The activation of IP ₃ receptor (IP ₃ R) Ca ²⁺ channels generates agonist-mediated Ca ²⁺ signals that regulate a wide range of biological processes. It is therefore surprising that CRISPR induced loss of all three IP ₃ R isoforms (TKO) in HEK293 and HeLa cell lines yields cells that can survive, grow and divide, albeit more slowly than wild-type cells. In an effort to understand the adaptive mechanisms involved, we have examined the activity of key Ca ²⁺ dependent transcription factors (NFAT, CREB, AP-1 and NFκb) and signaling pathways using luciferase-reporter assays, phosphoprotein immunoblots and whole genome transcriptomic studies. In addition the role of protein kinase C (PKC) was investigated with inhibitors and siRNA knockdown. The data showed that agonist-mediated NFAT activation was lost but CREB activation was maintained in IP ₃ R TKO cells. Under base-line conditions transcriptome analysis indicated the differential expression (DEG) of 828 and 311 genes in IP ₃ R TKO HEK293 or HeLa cells, respectively, with only 18 genes being in common.
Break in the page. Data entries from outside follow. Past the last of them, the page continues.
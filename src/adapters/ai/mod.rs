//! Model gateway adapters.
//!
//! Implementations of the `ModelGateway` port.
//!
//! ## Available Adapters
//!
//! - `GeminiGateway` - Google Gemini `generateContent` API
//! - `MockModelGateway` - Scripted gateway for tests and local runs

mod gemini_gateway;
mod mock_gateway;

pub use gemini_gateway::{GeminiConfig, GeminiGateway, DEFAULT_GEMINI_BASE_URL, DEFAULT_GEMINI_MODEL};
pub use mock_gateway::{GatewayCall, MockModelGateway, DEFAULT_MOCK_REPLY};
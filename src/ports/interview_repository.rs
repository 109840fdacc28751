//! Interview repository port.
//!
//! Defines the contract for persisting and retrieving Interview aggregates.

use crate::domain::foundation::{DomainError, InterviewId, UserId};
use crate::domain::interview::Interview;
use async_trait::async_trait;

/// Repository port for Interview aggregate persistence.
#[async_trait]
pub trait InterviewRepository: Send + Sync {
    /// Save a new interview.
    ///
    /// # Errors
    ///
    /// - `DatabaseError` on persistence failure
    async fn save(&self, interview: &Interview) -> Result<(), DomainError>;

    /// Update status, provider session and end timestamp of an existing interview.
    ///
    /// # Errors
    ///
    /// - `InterviewNotFound` if the interview doesn't exist
    /// - `DatabaseError` on persistence failure
    async fn update(&self, interview: &Interview) -> Result<(), DomainError>;

    /// Find an interview by its ID.
    ///
    /// Returns `None` if not found.
    async fn find_by_id(&self, id: &InterviewId) -> Result<Option<Interview>, DomainError>;

    /// Find all interviews for a candidate, newest first.
    async fn find_by_user(&self, user_id: &UserId) -> Result<Vec<Interview>, DomainError>;
}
In summary three main adaptations in TKO cells are identified in this study: 1) increased basal activity of NFAT, CREB, AP-1 and NFκb; 2) an increased reliance on Ca ²⁺ -insensitive PKC isoforms; and 3) increased production of reactive oxygen species and upregulation of antioxidant defense enzymes. We suggest that whereas wild-type cells rely on a Ca ²⁺ and DAG signal to respond to stimuli, the TKO cells utilize the adaptations to allow key signaling pathways (e.g. PKC, Ras/MAPK, CREB) to transition to the activated state using a DAG signal alone.